On 13 June 2017, Son broke his right forearm after falling awkwardly on his arm during a World Cup qualifier match in Doha against Qatar. He was part of the team that saw Korea qualify for the 2018 World Cup after a 0–0 draw against Uzbekistan on 5 September 2017. On 4 June 2018, Son was selected in the 23-man squad for the World Cup. On 23 June, Son scored a goal from outside the box – a curling strike into the top corner – though his side was defeated with a 2–1 loss to Mexico in their second group stage match of the World Cup, eliminating Korea. On 27 June, during their final group stage match, he scored the second goal in the 97th minute in their 2–0 victory over reigning world champions Germany, sealing their elimination.

Son was selected as one of three overage players permitted in the under-23 team for the football tournament at the 2018 Asian Games in Indonesia.
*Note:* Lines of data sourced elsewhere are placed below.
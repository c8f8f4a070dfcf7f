//! Configuration types for the clean-and-convert pipeline.
//!
//! All pipeline behaviour is controlled through [`PipelineConfig`], built via
//! its [`PipelineConfigBuilder`]. Everything the pipeline touches on disk is
//! resolved against an explicit working directory rather than the location
//! of the executable, so the same config always names the same files.

use crate::error::Notion2TexError;
use crate::progress::ProgressCallback;
use serde::{Deserialize, Serialize};
use std::fmt;
use std::path::{Path, PathBuf};

/// Template files offered in the mode menu when none are configured.
pub const DEFAULT_TEMPLATES: [&str; 3] = [
    "Philips-Pandoc-LaTeX-Vorlage_WK1-Format.tex",
    "Philips-Pandoc-LaTeX-Vorlage-mit-Vorwort-und-Disclaimer.tex",
    "Philips-Pandoc-LaTeX-Vorlage.tex",
];

/// Configuration for one clean-and-convert run.
///
/// Built via [`PipelineConfig::builder()`] or using
/// [`PipelineConfig::default()`].
///
/// # Example
/// ```rust
/// use notion2latex::{ConversionMode, PipelineConfig};
///
/// let config = PipelineConfig::builder()
///     .work_dir("/tmp/export")
///     .input("notes.md")
///     .strip_heading_bold(true)
///     .mode(ConversionMode::Fragment)
///     .build()
///     .unwrap();
///
/// assert!(config.cleaned_path().ends_with("notes_cleaned.md"));
/// assert!(config.output_path().ends_with("notes.tex"));
/// ```
#[derive(Clone)]
pub struct PipelineConfig {
    /// Directory that relative input, template and output paths resolve
    /// against. Default: `.`.
    pub work_dir: PathBuf,

    /// Notion-exported Markdown file. Default: `input.md`.
    pub input: PathBuf,

    /// Suffix appended to the input stem for the cleaned Markdown.
    /// Default: `_cleaned` (`input.md` → `input_cleaned.md`).
    pub cleaned_suffix: String,

    /// Explicit LaTeX output path. Default: `<stem>.tex` next to the input.
    pub output: Option<PathBuf>,

    /// Template files listed as named entries in the mode menu.
    pub templates: Vec<PathBuf>,

    /// Converter executable name or path. Default: `pandoc`.
    pub converter: String,

    /// Strip bold markup directly after heading markers.
    /// `None` asks interactively.
    pub strip_heading_bold: Option<bool>,

    /// Preset conversion mode. `None` shows the interactive menu.
    pub mode: Option<ConversionMode>,

    /// Stop after writing the cleaned Markdown; never run the converter.
    pub clean_only: bool,

    /// Stage-event sink (terminal spinner, logging, tests).
    pub progress_callback: Option<ProgressCallback>,
}

impl Default for PipelineConfig {
    fn default() -> Self {
        Self {
            work_dir: PathBuf::from("."),
            input: PathBuf::from("input.md"),
            cleaned_suffix: "_cleaned".to_string(),
            output: None,
            templates: DEFAULT_TEMPLATES.iter().map(PathBuf::from).collect(),
            converter: "pandoc".to_string(),
            strip_heading_bold: None,
            mode: None,
            clean_only: false,
            progress_callback: None,
        }
    }
}

impl fmt::Debug for PipelineConfig {
    fn fmt(&self, f: &mut fmt::Formatter<'_>) -> fmt::Result {
        f.debug_struct("PipelineConfig")
            .field("work_dir", &self.work_dir)
            .field("input", &self.input)
            .field("cleaned_suffix", &self.cleaned_suffix)
            .field("output", &self.output)
            .field("templates", &self.templates)
            .field("converter", &self.converter)
            .field("strip_heading_bold", &self.strip_heading_bold)
            .field("mode", &self.mode)
            .field("clean_only", &self.clean_only)
            .field(
                "progress_callback",
                &self
                    .progress_callback
                    .as_ref()
                    .map(|_| "<dyn PipelineProgressCallback>"),
            )
            .finish()
    }
}

impl PipelineConfig {
    /// Create a new builder for `PipelineConfig`.
    pub fn builder() -> PipelineConfigBuilder {
        PipelineConfigBuilder {
            config: Self::default(),
        }
    }

    /// Absolute-or-relative path of the input file, resolved against `work_dir`.
    pub fn input_path(&self) -> PathBuf {
        self.work_dir.join(&self.input)
    }

    /// `<stem><suffix>.md`, next to the input.
    pub fn cleaned_path(&self) -> PathBuf {
        let input = self.input_path();
        let name = format!("{}{}.md", file_stem(&input), self.cleaned_suffix);
        input.with_file_name(name)
    }

    /// The explicit output path, or `<stem>.tex` next to the input.
    pub fn output_path(&self) -> PathBuf {
        match self.output {
            Some(ref out) => self.work_dir.join(out),
            None => {
                let input = self.input_path();
                input.with_file_name(format!("{}.tex", file_stem(&input)))
            }
        }
    }

    /// The preset mode, with a template path resolved against `work_dir`.
    pub fn preset_mode(&self) -> Option<ConversionMode> {
        self.mode.as_ref().map(|mode| match mode {
            ConversionMode::Template { path } => ConversionMode::Template {
                path: self.work_dir.join(path),
            },
            other => other.clone(),
        })
    }

    /// Menu templates resolved against `work_dir`.
    pub fn template_paths(&self) -> Vec<PathBuf> {
        self.templates
            .iter()
            .map(|t| self.work_dir.join(t))
            .collect()
    }
}

fn file_stem(path: &Path) -> String {
    path.file_stem()
        .map(|s| s.to_string_lossy().into_owned())
        .unwrap_or_default()
}

/// Builder for [`PipelineConfig`].
#[derive(Debug)]
pub struct PipelineConfigBuilder {
    config: PipelineConfig,
}

impl PipelineConfigBuilder {
    pub fn work_dir(mut self, dir: impl Into<PathBuf>) -> Self {
        self.config.work_dir = dir.into();
        self
    }

    pub fn input(mut self, input: impl Into<PathBuf>) -> Self {
        self.config.input = input.into();
        self
    }

    pub fn cleaned_suffix(mut self, suffix: impl Into<String>) -> Self {
        self.config.cleaned_suffix = suffix.into();
        self
    }

    pub fn output(mut self, output: impl Into<PathBuf>) -> Self {
        self.config.output = Some(output.into());
        self
    }

    /// Replace the menu templates.
    pub fn templates<I, P>(mut self, templates: I) -> Self
    where
        I: IntoIterator<Item = P>,
        P: Into<PathBuf>,
    {
        self.config.templates = templates.into_iter().map(Into::into).collect();
        self
    }

    pub fn converter(mut self, program: impl Into<String>) -> Self {
        self.config.converter = program.into();
        self
    }

    pub fn strip_heading_bold(mut self, v: bool) -> Self {
        self.config.strip_heading_bold = Some(v);
        self
    }

    pub fn mode(mut self, mode: ConversionMode) -> Self {
        self.config.mode = Some(mode);
        self
    }

    pub fn clean_only(mut self, v: bool) -> Self {
        self.config.clean_only = v;
        self
    }

    pub fn progress_callback(mut self, cb: ProgressCallback) -> Self {
        self.config.progress_callback = Some(cb);
        self
    }

    /// Build the configuration, validating constraints.
    pub fn build(self) -> Result<PipelineConfig, Notion2TexError> {
        let c = &self.config;
        if c.input.as_os_str().is_empty() {
            return Err(Notion2TexError::InvalidConfig(
                "input file name must not be empty".into(),
            ));
        }
        if c.converter.trim().is_empty() {
            return Err(Notion2TexError::InvalidConfig(
                "converter program must not be empty".into(),
            ));
        }
        if c.cleaned_suffix.is_empty() {
            return Err(Notion2TexError::InvalidConfig(
                "cleaned suffix must not be empty (it would overwrite the input)".into(),
            ));
        }
        if c.cleaned_path() == c.output_path() {
            return Err(Notion2TexError::InvalidConfig(format!(
                "output path '{}' collides with the cleaned Markdown file",
                c.output_path().display()
            )));
        }
        if c.input_path() == c.output_path() {
            return Err(Notion2TexError::InvalidConfig(format!(
                "output path '{}' would overwrite the input file",
                c.output_path().display()
            )));
        }
        Ok(self.config)
    }
}

// ── Enums ────────────────────────────────────────────────────────────────

/// How the converter is asked to shape its output.
///
/// | Mode | Converter flags | Result |
/// |------|-----------------|--------|
/// | `Template` | `--template <path>` | Complete document from a custom preamble |
/// | `Standalone` | `--standalone` | Complete document with the default preamble |
/// | `Fragment` | none | Body only, to `\input{}` into another document |
#[derive(Debug, Clone, PartialEq, Eq, Serialize, Deserialize)]
#[serde(tag = "mode", rename_all = "snake_case")]
pub enum ConversionMode {
    /// Convert with a named template file.
    Template { path: PathBuf },
    /// Complete document with the converter's default preamble.
    Standalone,
    /// Body only.
    Fragment,
}

impl fmt::Display for ConversionMode {
    fn fmt(&self, f: &mut fmt::Formatter<'_>) -> fmt::Result {
        match self {
            ConversionMode::Template { path } => write!(f, "template '{}'", path.display()),
            ConversionMode::Standalone => f.write_str("standalone"),
            ConversionMode::Fragment => f.write_str("fragment"),
        }
    }
}

#[cfg(test)]
mod tests {
    use super::*;

    #[test]
    fn default_paths_follow_input_stem() {
        let config = PipelineConfig::builder().work_dir("/data").build().unwrap();
        assert_eq!(config.input_path(), PathBuf::from("/data/input.md"));
        assert_eq!(config.cleaned_path(), PathBuf::from("/data/input_cleaned.md"));
        assert_eq!(config.output_path(), PathBuf::from("/data/input.tex"));
    }

    #[test]
    fn multi_dot_stem_keeps_inner_dots() {
        let config = PipelineConfig::builder()
            .work_dir("/data")
            .input("report.v2.md")
            .build()
            .unwrap();
        assert_eq!(config.cleaned_path(), PathBuf::from("/data/report.v2_cleaned.md"));
        assert_eq!(config.output_path(), PathBuf::from("/data/report.v2.tex"));
    }

    #[test]
    fn explicit_output_resolves_against_work_dir() {
        let config = PipelineConfig::builder()
            .work_dir("/data")
            .output("build/out.tex")
            .build()
            .unwrap();
        assert_eq!(config.output_path(), PathBuf::from("/data/build/out.tex"));
    }

    #[test]
    fn absolute_template_is_not_rebased() {
        let config = PipelineConfig::builder()
            .work_dir("/data")
            .templates(["local.tex", "/etc/tpl/global.tex"])
            .build()
            .unwrap();
        assert_eq!(
            config.template_paths(),
            vec![
                PathBuf::from("/data/local.tex"),
                PathBuf::from("/etc/tpl/global.tex")
            ]
        );
    }

    #[test]
    fn preset_template_resolves_against_work_dir() {
        let config = PipelineConfig::builder()
            .work_dir("/data")
            .mode(ConversionMode::Template {
                path: "tpl/book.tex".into(),
            })
            .build()
            .unwrap();
        assert_eq!(
            config.preset_mode(),
            Some(ConversionMode::Template {
                path: PathBuf::from("/data/tpl/book.tex")
            })
        );
        assert_eq!(PipelineConfig::default().preset_mode(), None);
    }

    #[test]
    fn default_menu_lists_three_templates() {
        assert_eq!(PipelineConfig::default().templates.len(), 3);
    }

    #[test]
    fn empty_suffix_rejected() {
        let err = PipelineConfig::builder().cleaned_suffix("").build().unwrap_err();
        assert!(matches!(err, Notion2TexError::InvalidConfig(_)));
    }

    #[test]
    fn empty_converter_rejected() {
        let err = PipelineConfig::builder().converter("  ").build().unwrap_err();
        assert!(matches!(err, Notion2TexError::InvalidConfig(_)));
    }

    #[test]
    fn output_colliding_with_cleaned_file_rejected() {
        let err = PipelineConfig::builder()
            .output("input_cleaned.md")
            .build()
            .unwrap_err();
        assert!(err.to_string().contains("collides"));
    }

    #[test]
    fn output_overwriting_input_rejected() {
        let err = PipelineConfig::builder()
            .output("input.md")
            .build()
            .unwrap_err();
        assert!(err.to_string().contains("overwrite the input"));

        // A `.tex` input would be its own default output.
        let err = PipelineConfig::builder().input("notes.tex").build().unwrap_err();
        assert!(matches!(err, Notion2TexError::InvalidConfig(_)));
    }

    #[test]
    fn mode_serialises_with_tag() {
        let json = serde_json::to_string(&ConversionMode::Standalone).unwrap();
        assert_eq!(json, r#"{"mode":"standalone"}"#);
        let json = serde_json::to_string(&ConversionMode::Template {
            path: "t.tex".into(),
        })
        .unwrap();
        assert_eq!(json, r#"{"mode":"template","path":"t.tex"}"#);
    }
}
//! Result types returned by the pipeline entry points.

use crate::config::ConversionMode;
use serde::{Deserialize, Serialize};
use std::path::PathBuf;

/// What the normaliser changed.
#[derive(Debug, Clone, Default, PartialEq, Eq, Serialize, Deserialize)]
pub struct CleaningStats {
    /// Lines in the source document.
    pub input_lines: usize,
    /// Lines in the cleaned document.
    pub output_lines: usize,
    /// Whether a leading `# ` title line was dropped.
    pub title_removed: bool,
    /// Duplicate caption lines removed after image references.
    pub captions_removed: usize,
    /// Heading lines whose leading bold span was stripped.
    pub headings_unbolded: usize,
}

/// Summary of a complete pipeline run.
#[derive(Debug, Clone, Serialize, Deserialize)]
pub struct PipelineReport {
    /// Source Markdown file.
    pub input: PathBuf,
    /// Cleaned Markdown file written by the normaliser.
    pub cleaned: PathBuf,
    /// LaTeX file written by the converter; `None` for clean-only runs.
    pub output: Option<PathBuf>,
    /// Mode the converter ran in; `None` for clean-only runs.
    pub mode: Option<ConversionMode>,
    /// Normaliser statistics.
    pub stats: CleaningStats,
    /// Wall-clock time spent reading, cleaning and writing.
    pub clean_duration_ms: u64,
    /// Wall-clock time spent in the converter.
    pub convert_duration_ms: u64,
}

impl PipelineReport {
    /// `true` when the converter ran and produced output.
    pub fn converted(&self) -> bool {
        self.output.is_some()
    }
}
He captained the team in the final game of the group stage against Kyrgyzstan, scoring the only goal of the match to help the team reach the knockout rounds. He also captained the team in the knockout rounds and reached the final after the Taeguk Warriors beat Vietnam, 3–1. In the gold medal match, Son assisted in both extra-time goals in a 2–1 victory over Japan, which guaranteed the entire squad's exemption from his country's mandatory military service.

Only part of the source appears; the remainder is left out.